Fabrizio Mencagli, titolare dell’omonimo bar/ristorante sulla strada provinciale 590 a Monteu da Po, dice: “Sono arrabbiato…Noi ristoratori continuiamo ad avere restrizioni, norme da seguire e regole da rispettare, ma in quanto a tasse, tributi, scadenze? Chi le paga? Agevolazioni ne vedo ben poche”.

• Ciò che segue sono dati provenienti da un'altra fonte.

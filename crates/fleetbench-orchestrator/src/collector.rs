//! Artifact collection with deterministic local names.

use crate::error::{CollectError, TransportError};
use crate::transport::Transport;
use crate::transport::shell::exists_script;
use chrono::{NaiveDateTime, Timelike};
use fleetbench_core::Host;
use sha2::{Digest, Sha256};
use std::fmt;
use std::path::{Path, PathBuf};
use std::sync::Arc;
use std::time::Duration;
use tracing::{debug, info, warn};

/// Local file name of a collected artifact:
/// `<YYYYMMDD>_<HHMM>_<server>_<host>_<file>`.
///
/// The time is the run start rounded down to the configured bucket, so
/// every artifact of a run shares the same prefix and reruns within the
/// same bucket overwrite rather than accumulate.
#[derive(Debug, Clone, PartialEq, Eq, Hash)]
pub struct ArtifactName {
    pub date: String,
    pub bucket: String,
    pub server: String,
    pub host: String,
    pub file: String,
}

impl ArtifactName {
    /// `file` is the artifact name plus the remote file's extension.
    pub fn new(
        started: NaiveDateTime,
        bucket_minutes: u32,
        server: &str,
        host: &str,
        artifact: &str,
        remote_path: &str,
    ) -> Self {
        let bucket_minutes = bucket_minutes.max(1);
        let minute_of_day = started.hour() * 60 + started.minute();
        let bucketed = minute_of_day - minute_of_day % bucket_minutes;

        let extension = Path::new(remote_path)
            .extension()
            .map(|ext| format!(".{}", clean(&ext.to_string_lossy())))
            .unwrap_or_default();

        Self {
            date: started.format("%Y%m%d").to_string(),
            bucket: format!("{:02}{:02}", bucketed / 60, bucketed % 60),
            server: sanitize(server),
            host: sanitize(host),
            file: format!("{}{}", sanitize(artifact), extension),
        }
    }
}

impl fmt::Display for ArtifactName {
    fn fmt(&self, f: &mut fmt::Formatter<'_>) -> fmt::Result {
        write!(f, "{}_{}_{}_{}_{}", self.date, self.bucket, self.server, self.host, self.file)
    }
}

/// Keeps names filesystem-safe and the `_` separator unambiguous.
///
/// A name changed by cleaning gets a short digest of the original appended,
/// so `c_1` and `c-1` stay distinct.
fn sanitize(component: &str) -> String {
    let cleaned = clean(component);
    if cleaned == component {
        return cleaned;
    }
    let mut hasher = Sha256::new();
    hasher.update(component.as_bytes());
    let digest = format!("{:x}", hasher.finalize());
    format!("{}-{}", cleaned, &digest[..8])
}

fn clean(component: &str) -> String {
    let cleaned: String = component
        .chars()
        .map(|c| if c.is_ascii_alphanumeric() || c == '-' || c == '.' { c } else { '-' })
        .collect();
    let trimmed = cleaned.trim_matches('.');
    if trimmed.is_empty() { "unnamed".to_string() } else { trimmed.to_string() }
}

/// Pulls remote files into a local directory.
pub struct Collector {
    transport: Arc<dyn Transport>,
    started: NaiveDateTime,
    bucket_minutes: u32,
    server: String,
    check_timeout: Duration,
}

impl fmt::Debug for Collector {
    fn fmt(&self, f: &mut fmt::Formatter<'_>) -> fmt::Result {
        f.debug_struct("Collector")
            .field("started", &self.started)
            .field("server", &self.server)
            .finish_non_exhaustive()
    }
}

impl Collector {
    /// `started` and `server` are fixed for the whole run.
    pub fn new(
        transport: Arc<dyn Transport>,
        started: NaiveDateTime,
        bucket_minutes: u32,
        server: impl Into<String>,
    ) -> Self {
        Self {
            transport,
            started,
            bucket_minutes,
            server: server.into(),
            check_timeout: Duration::from_secs(30),
        }
    }

    pub fn artifact_name(&self, host: &Host, artifact: &str, remote_path: &str) -> ArtifactName {
        ArtifactName::new(
            self.started,
            self.bucket_minutes,
            &self.server,
            &host.name,
            artifact,
            remote_path,
        )
    }

    /// Copies `remote_path` from `host` into `local_dir`.
    ///
    /// The name is computed before any transfer. The file lands under a
    /// temporary name and is renamed into place once complete.
    pub async fn collect(
        &self,
        host: &Host,
        artifact: &str,
        remote_path: &str,
        local_dir: &Path,
    ) -> Result<PathBuf, CollectError> {
        let name = self.artifact_name(host, artifact, remote_path);
        let target = local_dir.join(name.to_string());

        match self.transport.exec(host, &exists_script(remote_path), self.check_timeout).await {
            Ok(output) if output.success() => {}
            Ok(_) => {
                warn!(host = %host.name, path = %remote_path, "Artifact missing");
                return Err(CollectError::ArtifactMissing {
                    host: host.name.clone(),
                    path: remote_path.to_string(),
                });
            }
            Err(TransportError::Unreachable { reason, .. }) => {
                return Err(CollectError::Unreachable {
                    host: host.name.clone(),
                    reason,
                });
            }
            Err(e) => {
                return Err(CollectError::Transfer {
                    host: host.name.clone(),
                    reason: e.to_string(),
                });
            }
        }

        tokio::fs::create_dir_all(local_dir).await?;
        let partial = local_dir.join(format!(".{}.partial", name));
        debug!(
            host = %host.name,
            remote = %remote_path,
            local = %partial.display(),
            "Fetching artifact"
        );

        if let Err(e) = self.transport.fetch(host, remote_path, &partial).await {
            let _ = tokio::fs::remove_file(&partial).await;
            return Err(match e {
                TransportError::Unreachable { reason, .. } => {
                    CollectError::Unreachable {
                        host: host.name.clone(),
                        reason,
                    }
                }
                other => CollectError::Transfer {
                    host: host.name.clone(),
                    reason: other.to_string(),
                },
            });
        }

        tokio::fs::rename(&partial, &target).await?;
        info!(
            host = %host.name,
            artifact = %artifact,
            path = %target.display(),
            "Artifact collected"
        );
        Ok(target)
    }
}

#[cfg(test)]
mod tests {
    use super::*;
    use crate::transport::LocalTransport;
    use chrono::NaiveDate;
    use std::collections::HashSet;

    fn started() -> NaiveDateTime {
        NaiveDate::from_ymd_opt(2026, 10, 19).unwrap().and_hms_opt(14, 27, 45).unwrap()
    }

    #[test]
    fn test_name_is_deterministic() {
        let a = ArtifactName::new(started(), 10, "s1", "c1", "iperf", "/tmp/iperf-c1.log");
        let b = ArtifactName::new(started(), 10, "s1", "c1", "iperf", "/tmp/iperf-c1.log");
        assert_eq!(a, b);
        assert_eq!(a.to_string(), "20261019_1420_s1_c1_iperf.log");
    }

    #[test]
    fn test_name_bucket_and_sanitizing() {
        let name =
            ArtifactName::new(started(), 60, "srv01", "gpu node/2", "nvidia smi", "/tmp/out");
        assert_eq!(name.date, "20261019");
        assert_eq!(name.bucket, "1400");
        assert_eq!(name.server, "srv01");
        assert!(name.host.starts_with("gpu-node-2-"));
        assert_eq!(name.host.len(), "gpu-node-2-".len() + 8);
        assert!(name.file.starts_with("nvidia-smi-"));
        assert!(!name.to_string().contains(' '));

        let unbucketed = ArtifactName::new(started(), 0, "s", "h", "a", "/x.json");
        assert_eq!(unbucketed.bucket, "1427");
        assert_eq!(unbucketed.file, "a.json");
    }

    #[test]
    fn test_cleaned_host_names_stay_distinct() {
        let hosts = ["c-1", "c_1", "c.1", "c/1", "c 1"];
        let names: HashSet<String> = hosts
            .iter()
            .map(|host| {
                ArtifactName::new(started(), 10, "s1", host, "iperf", "/tmp/out.log").to_string()
            })
            .collect();
        assert_eq!(names.len(), hosts.len());
        assert_eq!(
            ArtifactName::new(started(), 10, "s1", "c-1", "iperf", "/tmp/out.log").to_string(),
            "20261019_1420_s1_c-1_iperf.log"
        );
        assert_eq!(sanitize("c_1"), sanitize("c_1"));
    }

    #[tokio::test]
    async fn test_collect_local_file() {
        let tmp = tempfile::tempdir().unwrap();
        let remote = tmp.path().join("fio.json");
        std::fs::write(&remote, "{\"jobs\": []}").unwrap();
        let out_dir = tmp.path().join("results");

        let collector = Collector::new(Arc::new(LocalTransport::new()), started(), 10, "s1");
        let path = collector
            .collect(&Host::local("t1"), "fio", remote.to_str().unwrap(), &out_dir)
            .await
            .unwrap();

        assert_eq!(path, out_dir.join("20261019_1420_s1_t1_fio.json"));
        assert_eq!(std::fs::read_to_string(&path).unwrap(), "{\"jobs\": []}");
        let leftovers: Vec<_> = std::fs::read_dir(&out_dir).unwrap().collect();
        assert_eq!(leftovers.len(), 1);
    }

    #[tokio::test]
    async fn test_collect_missing_file() {
        let tmp = tempfile::tempdir().unwrap();
        let collector = Collector::new(Arc::new(LocalTransport::new()), started(), 10, "s1");
        let result = collector
            .collect(&Host::local("t1"), "fio", "/nonexistent/fio.json", tmp.path())
            .await;
        assert!(matches!(result, Err(CollectError::ArtifactMissing { .. })));
    }
}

“Ci obbligano a lavorare in un determinato modo - incalza -, ci restringono la potenzialità dell’incasso, ma qualche aiuto ci deve arrivare. Ovviamente per la salute di tutti noi, siamo obbligati a lavorare in questo modo, a volte anche con qualche difficoltà, per far osservare ai clienti tutte le norme richieste, ma è davvero una situazione difficile da gestire. Ho una sala che può tenere fino a 110 persone, ad oggi, calcolando il coefficiente del nuovo Dpcm, ne potrò ospitare all’incirca una ventina.
Come si può pensare che un’attività possa far fronte a tutte le spese, quando si lavora a metà?”.
“Ho paura del futuro e di quello che sarà, soprattutto se non ci supporteranno e se il governo non provvederà in qualche modo a venirci incontro - conclude Mencagli -. Ma spero davvero che si possa tornare presto a lavorare in modo “normale”, non pretendo a pieno regime, ma che ci sia almeno una parvenza di normalità per tutti noi”.